YOUR INSTRUCTIONS » Copy every line below. Do not alter any of them.
------------------------------------------------------------------------
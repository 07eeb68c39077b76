//! MetaStats REST client
//!
//! Implements [`TradeSource`] over the `historical-trades` endpoint:
//!
//! ```text
//! GET {base_url}/users/current/accounts/{account_id}/historical-trades/{start}/{end}
//!     ?updateHistory=true&limit=1000&offset=0
//! auth-token: {token}
//! ```

use std::time::Duration;

use async_trait::async_trait;
use reqwest::Url;
use secrecy::{ExposeSecret, SecretString};
use serde::Deserialize;
use tracing::{debug, info, warn};

use super::error::UpstreamError;
use super::{TradeList, TradeSource};

/// Envelope of a successful historical-trades response
#[derive(Deserialize)]
struct HistoricalTradesResponse {
    trades: TradeList,
}

/// Error body returned by MetaApi services
#[derive(Deserialize, Default)]
struct MetaStatsErrorBody {
    #[serde(default)]
    error: Option<String>,
    #[serde(default)]
    message: Option<String>,
}

/// HTTP client for the MetaStats API
pub struct MetaStatsClient {
    http: reqwest::Client,
    base_url: Url,
    token: SecretString,
    limit: u32,
}

impl MetaStatsClient {
    pub fn new(
        base_url: &str,
        token: SecretString,
        timeout: Duration,
        limit: u32,
    ) -> Result<Self, UpstreamError> {
        let base_url = Url::parse(base_url)
            .map_err(|e| UpstreamError::Config(format!("invalid base url {}: {}", base_url, e)))?;
        if base_url.cannot_be_a_base() {
            return Err(UpstreamError::Config(format!(
                "base url {} cannot carry a path",
                base_url
            )));
        }

        info!("Initializing MetaStats client for {}", base_url);

        let http = reqwest::Client::builder()
            .timeout(timeout)
            .build()
            .map_err(|e| UpstreamError::Config(format!("Failed to create HTTP client: {}", e)))?;

        Ok(Self {
            http,
            base_url,
            token,
            limit,
        })
    }

    /// Build the request URL. Each path segment is percent-encoded, so the
    /// space inside a time string travels as `%20`.
    fn trades_url(
        &self,
        account_id: &str,
        start_time: &str,
        end_time: &str,
        update_history: bool,
    ) -> Result<Url, UpstreamError> {
        let mut url = self.base_url.clone();
        url.path_segments_mut()
            .map_err(|_| UpstreamError::Config(format!("base url {} cannot carry a path", self.base_url)))?
            .pop_if_empty()
            .extend([
                "users",
                "current",
                "accounts",
                account_id,
                "historical-trades",
                start_time,
                end_time,
            ]);
        url.query_pairs_mut()
            .append_pair("updateHistory", if update_history { "true" } else { "false" })
            .append_pair("limit", &self.limit.to_string())
            .append_pair("offset", "0");
        Ok(url)
    }
}

#[async_trait]
impl TradeSource for MetaStatsClient {
    async fn get_account_trades(
        &self,
        account_id: &str,
        start_time: &str,
        end_time: &str,
        update_history: bool,
    ) -> Result<TradeList, UpstreamError> {
        let url = self.trades_url(account_id, start_time, end_time, update_history)?;
        debug!("GET {}", url.path());

        let response = self
            .http
            .get(url)
            .header("auth-token", self.token.expose_secret())
            .send()
            .await?;

        let status = response.status();
        let body = response.bytes().await?;

        if !status.is_success() {
            let parsed: MetaStatsErrorBody = serde_json::from_slice(&body).unwrap_or_default();
            let message = parsed
                .message
                .or(parsed.error)
                .unwrap_or_else(|| String::from_utf8_lossy(&body).trim().to_string());
            warn!("MetaStats request failed with {}: {}", status, message);
            return Err(UpstreamError::Status {
                status: status.as_u16(),
                message,
            });
        }

        let parsed: HistoricalTradesResponse =
            serde_json::from_slice(&body).map_err(|e| UpstreamError::Decode(e.to_string()))?;
        debug!("MetaStats returned {} trades", parsed.trades.len());
        Ok(parsed.trades)
    }
}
------------------------------------------------------------------------
FINISHED EXERCISE »
repository 07eeb68c39077b76
//! MetaStats REST client
//!
//! Implements [`TradeSource`] over the `historical-trades` endpoint:
//!
//! ```text
//! GET {base_url}/users/current/accounts/{account_id}/historical-trades/{start}/{end}
//!     ?updateHistory=true&limit=1000&offset=0
//! auth-token: {token}
//! ```

use std::time::Duration;

use async_trait::async_trait;
use reqwest::Url;
use secrecy::{ExposeSecret, SecretString};
use serde::Deserialize;
use tracing::{debug, info, warn};

use super::error::UpstreamError;
use super::{TradeList, TradeSource};

/// Envelope of a successful historical-trades response
#[derive(Deserialize)]
struct HistoricalTradesResponse {
    trades: TradeList,
}

/// Error body returned by MetaApi services
#[derive(Deserialize, Default)]
struct MetaStatsErrorBody {
    #[serde(default)]
    error: Option<String>,
    #[serde(default)]
    message: Option<String>,
}

/// HTTP client for the MetaStats API
pub struct MetaStatsClient {
    http: reqwest::Client,
    base_url: Url,
    token: SecretString,
    limit: u32,
}

impl MetaStatsClient {
    pub fn new(
        base_url: &str,
        token: SecretString,
        timeout: Duration,
        limit: u32,
    ) -> Result<Self, UpstreamError> {
        let base_url = Url::parse(base_url)
            .map_err(|e| UpstreamError::Config(format!("invalid base url {}: {}", base_url, e)))?;
        if base_url.cannot_be_a_base() {
            return Err(UpstreamError::Config(format!(
                "base url {} cannot carry a path",
                base_url
            )));
        }

        info!("Initializing MetaStats client for {}", base_url);

        let http = reqwest::Client::builder()
            .timeout(timeout)
            .build()
            .map_err(|e| UpstreamError::Config(format!("Failed to create HTTP client: {}", e)))?;

        Ok(Self {
            http,
            base_url,
            token,
            limit,
        })
    }

    /// Build the request URL. Each path segment is percent-encoded, so the
    /// space inside a time string travels as `%20`.
    fn trades_url(
        &self,
        account_id: &str,
        start_time: &str,
        end_time: &str,
        update_history: bool,
    ) -> Result<Url, UpstreamError> {
        let mut url = self.base_url.clone();
        url.path_segments_mut()
            .map_err(|_| UpstreamError::Config(format!("base url {} cannot carry a path", self.base_url)))?
            .pop_if_empty()
            .extend([
                "users",
                "current",
                "accounts",
                account_id,
                "historical-trades",
                start_time,
                end_time,
            ]);
        url.query_pairs_mut()
            .append_pair("updateHistory", if update_history { "true" } else { "false" })
            .append_pair("limit", &self.limit.to_string())
            .append_pair("offset", "0");
        Ok(url)
    }
}

#[async_trait]
impl TradeSource for MetaStatsClient {
    async fn get_account_trades(
        &self,
        account_id: &str,
        start_time: &str,
        end_time: &str,
        update_history: bool,
    ) -> Result<TradeList, UpstreamError> {
        let url = self.trades_url(account_id, start_time, end_time, update_history)?;
        debug!("GET {}", url.path());

        let response = self
            .http
            .get(url)
            .header("auth-token", self.token.expose_secret())
            .send()
            .await?;

        let status = response.status();
        let body = response.bytes().await?;

        if !status.is_success() {
            let parsed: MetaStatsErrorBody = serde_json::from_slice(&body).unwrap_or_default();
            let message = parsed
                .message
                .or(parsed.error)
                .unwrap_or_else(|| String::from_utf8_lossy(&body).trim().to_string());
            warn!("MetaStats request failed with {}: {}", status, message);
            return Err(UpstreamError::Status {
                status: status.as_u16(),
                message,
            });
        }

        let parsed: HistoricalTradesResponse =
            serde_json::from_slice(&body).map_err(|e| UpstreamError::Decode(e.to_string()))?;
        debug!("MetaStats returned {} trades", parsed.trades.len());
        Ok(parsed.trades)
    }
}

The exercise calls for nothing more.